## Directions for this task
Tally the lines of the listing below in which the string "call" occurs, and give the tally alone.
═════ Data extract
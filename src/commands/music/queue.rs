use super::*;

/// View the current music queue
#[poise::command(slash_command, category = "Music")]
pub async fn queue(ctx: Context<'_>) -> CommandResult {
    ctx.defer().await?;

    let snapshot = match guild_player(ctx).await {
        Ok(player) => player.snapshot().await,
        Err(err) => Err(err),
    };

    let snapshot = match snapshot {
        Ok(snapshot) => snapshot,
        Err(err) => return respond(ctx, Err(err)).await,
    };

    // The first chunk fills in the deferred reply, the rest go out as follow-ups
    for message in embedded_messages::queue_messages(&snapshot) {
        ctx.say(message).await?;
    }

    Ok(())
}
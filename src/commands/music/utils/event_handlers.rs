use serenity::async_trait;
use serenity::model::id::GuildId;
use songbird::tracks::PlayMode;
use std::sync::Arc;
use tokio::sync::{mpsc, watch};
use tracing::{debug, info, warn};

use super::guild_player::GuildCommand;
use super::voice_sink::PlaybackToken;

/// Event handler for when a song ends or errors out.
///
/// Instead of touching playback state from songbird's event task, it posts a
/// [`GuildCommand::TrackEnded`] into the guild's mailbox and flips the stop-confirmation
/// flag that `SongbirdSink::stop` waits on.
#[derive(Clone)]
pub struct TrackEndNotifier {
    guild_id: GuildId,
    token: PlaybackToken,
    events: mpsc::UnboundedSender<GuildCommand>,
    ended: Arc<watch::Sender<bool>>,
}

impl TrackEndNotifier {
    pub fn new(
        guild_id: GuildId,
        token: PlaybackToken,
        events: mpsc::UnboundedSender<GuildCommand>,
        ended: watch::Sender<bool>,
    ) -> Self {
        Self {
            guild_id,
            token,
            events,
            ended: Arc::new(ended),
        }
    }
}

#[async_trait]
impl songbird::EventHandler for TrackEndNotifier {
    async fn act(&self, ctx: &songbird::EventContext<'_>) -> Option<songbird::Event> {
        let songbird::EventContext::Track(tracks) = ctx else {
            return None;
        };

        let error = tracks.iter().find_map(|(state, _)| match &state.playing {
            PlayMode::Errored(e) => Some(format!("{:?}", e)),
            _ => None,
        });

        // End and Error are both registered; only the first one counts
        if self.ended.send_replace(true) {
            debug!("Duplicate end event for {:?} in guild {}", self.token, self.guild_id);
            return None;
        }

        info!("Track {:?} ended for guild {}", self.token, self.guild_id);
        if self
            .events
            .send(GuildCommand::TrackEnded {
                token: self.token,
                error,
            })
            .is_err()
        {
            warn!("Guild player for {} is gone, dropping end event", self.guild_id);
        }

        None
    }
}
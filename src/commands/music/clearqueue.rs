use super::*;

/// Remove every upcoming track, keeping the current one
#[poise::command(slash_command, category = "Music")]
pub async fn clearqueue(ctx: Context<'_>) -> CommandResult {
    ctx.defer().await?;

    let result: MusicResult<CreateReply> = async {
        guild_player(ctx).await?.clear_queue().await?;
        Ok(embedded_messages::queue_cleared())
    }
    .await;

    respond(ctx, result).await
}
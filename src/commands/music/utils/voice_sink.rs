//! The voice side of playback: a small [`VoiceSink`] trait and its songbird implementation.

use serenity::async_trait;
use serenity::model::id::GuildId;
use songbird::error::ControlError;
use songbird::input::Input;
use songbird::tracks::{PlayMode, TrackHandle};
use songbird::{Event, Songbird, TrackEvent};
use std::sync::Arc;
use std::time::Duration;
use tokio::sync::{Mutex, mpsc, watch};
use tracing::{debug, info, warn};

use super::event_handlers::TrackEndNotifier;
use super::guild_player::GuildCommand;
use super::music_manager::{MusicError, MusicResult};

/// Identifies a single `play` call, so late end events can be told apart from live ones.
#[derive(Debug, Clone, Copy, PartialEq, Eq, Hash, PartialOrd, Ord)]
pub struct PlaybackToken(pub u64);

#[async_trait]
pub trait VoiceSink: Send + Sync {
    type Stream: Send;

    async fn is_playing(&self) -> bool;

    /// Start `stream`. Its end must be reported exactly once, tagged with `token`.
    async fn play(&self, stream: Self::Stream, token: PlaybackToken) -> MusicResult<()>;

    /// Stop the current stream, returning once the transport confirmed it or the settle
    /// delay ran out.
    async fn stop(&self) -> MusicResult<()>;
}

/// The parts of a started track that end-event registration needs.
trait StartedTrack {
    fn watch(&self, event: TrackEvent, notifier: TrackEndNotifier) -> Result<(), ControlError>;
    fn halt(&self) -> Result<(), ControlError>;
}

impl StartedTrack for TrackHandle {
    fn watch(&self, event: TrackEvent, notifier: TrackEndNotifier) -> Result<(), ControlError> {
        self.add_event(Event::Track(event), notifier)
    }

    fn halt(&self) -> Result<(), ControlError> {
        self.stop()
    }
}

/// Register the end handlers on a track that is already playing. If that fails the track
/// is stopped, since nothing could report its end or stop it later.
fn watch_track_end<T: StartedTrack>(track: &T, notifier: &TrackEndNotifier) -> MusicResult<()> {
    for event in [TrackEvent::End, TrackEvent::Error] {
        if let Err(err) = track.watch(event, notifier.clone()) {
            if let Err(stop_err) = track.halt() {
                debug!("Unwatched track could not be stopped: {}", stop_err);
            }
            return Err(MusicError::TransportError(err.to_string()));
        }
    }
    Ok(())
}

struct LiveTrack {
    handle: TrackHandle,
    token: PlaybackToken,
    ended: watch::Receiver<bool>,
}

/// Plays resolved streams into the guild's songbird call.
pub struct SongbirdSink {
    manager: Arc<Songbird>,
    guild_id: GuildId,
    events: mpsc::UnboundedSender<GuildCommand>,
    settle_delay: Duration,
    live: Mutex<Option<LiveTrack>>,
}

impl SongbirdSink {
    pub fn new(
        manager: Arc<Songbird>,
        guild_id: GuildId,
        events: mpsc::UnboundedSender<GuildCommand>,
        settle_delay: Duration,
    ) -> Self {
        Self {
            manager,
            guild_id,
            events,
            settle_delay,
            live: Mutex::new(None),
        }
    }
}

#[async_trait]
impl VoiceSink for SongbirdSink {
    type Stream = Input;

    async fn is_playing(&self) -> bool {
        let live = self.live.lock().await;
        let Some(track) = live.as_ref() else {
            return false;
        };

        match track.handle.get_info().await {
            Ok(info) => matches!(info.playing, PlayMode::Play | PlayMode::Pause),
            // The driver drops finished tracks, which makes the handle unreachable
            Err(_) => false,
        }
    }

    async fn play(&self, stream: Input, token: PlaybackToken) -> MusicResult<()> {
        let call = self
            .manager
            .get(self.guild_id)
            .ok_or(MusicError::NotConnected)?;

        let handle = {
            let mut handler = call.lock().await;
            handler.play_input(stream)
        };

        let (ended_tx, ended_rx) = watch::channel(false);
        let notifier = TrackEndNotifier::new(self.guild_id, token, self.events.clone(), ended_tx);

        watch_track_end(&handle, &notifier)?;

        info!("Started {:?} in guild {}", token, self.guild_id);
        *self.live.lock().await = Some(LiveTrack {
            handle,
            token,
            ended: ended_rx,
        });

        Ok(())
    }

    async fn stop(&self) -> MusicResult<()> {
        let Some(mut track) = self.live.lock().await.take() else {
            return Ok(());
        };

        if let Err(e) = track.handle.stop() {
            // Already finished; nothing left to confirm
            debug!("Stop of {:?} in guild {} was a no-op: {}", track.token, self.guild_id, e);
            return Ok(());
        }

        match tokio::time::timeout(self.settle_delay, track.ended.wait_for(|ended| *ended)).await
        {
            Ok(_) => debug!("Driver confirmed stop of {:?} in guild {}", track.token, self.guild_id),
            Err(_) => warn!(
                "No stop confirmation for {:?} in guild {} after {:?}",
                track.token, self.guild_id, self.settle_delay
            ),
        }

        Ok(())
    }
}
══════════
═════ Data extract
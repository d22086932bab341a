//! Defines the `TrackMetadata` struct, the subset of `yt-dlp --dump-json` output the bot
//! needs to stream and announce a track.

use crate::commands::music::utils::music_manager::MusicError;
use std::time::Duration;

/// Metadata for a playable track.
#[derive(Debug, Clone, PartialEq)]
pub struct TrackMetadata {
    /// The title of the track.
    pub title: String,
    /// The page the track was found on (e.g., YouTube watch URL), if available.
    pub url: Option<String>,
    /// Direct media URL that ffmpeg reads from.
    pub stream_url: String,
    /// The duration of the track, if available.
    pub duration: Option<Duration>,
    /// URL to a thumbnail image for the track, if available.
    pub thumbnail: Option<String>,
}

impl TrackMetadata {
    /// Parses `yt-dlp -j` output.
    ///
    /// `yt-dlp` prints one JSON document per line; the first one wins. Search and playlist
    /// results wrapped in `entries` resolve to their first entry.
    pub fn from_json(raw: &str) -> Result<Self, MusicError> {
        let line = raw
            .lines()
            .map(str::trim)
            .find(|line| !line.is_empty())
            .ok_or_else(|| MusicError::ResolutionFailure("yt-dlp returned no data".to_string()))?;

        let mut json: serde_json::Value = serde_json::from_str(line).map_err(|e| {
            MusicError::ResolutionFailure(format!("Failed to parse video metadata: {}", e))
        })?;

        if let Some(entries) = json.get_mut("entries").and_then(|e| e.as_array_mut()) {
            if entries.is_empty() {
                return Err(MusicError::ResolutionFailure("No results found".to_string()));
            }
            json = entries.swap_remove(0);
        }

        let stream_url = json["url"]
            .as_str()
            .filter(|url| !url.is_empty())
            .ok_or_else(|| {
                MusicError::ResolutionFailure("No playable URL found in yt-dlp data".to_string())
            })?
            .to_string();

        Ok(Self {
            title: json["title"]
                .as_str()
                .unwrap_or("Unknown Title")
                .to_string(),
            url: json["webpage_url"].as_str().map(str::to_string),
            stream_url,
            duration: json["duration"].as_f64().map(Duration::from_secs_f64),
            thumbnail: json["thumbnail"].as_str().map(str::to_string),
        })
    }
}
══════════
## Output below
4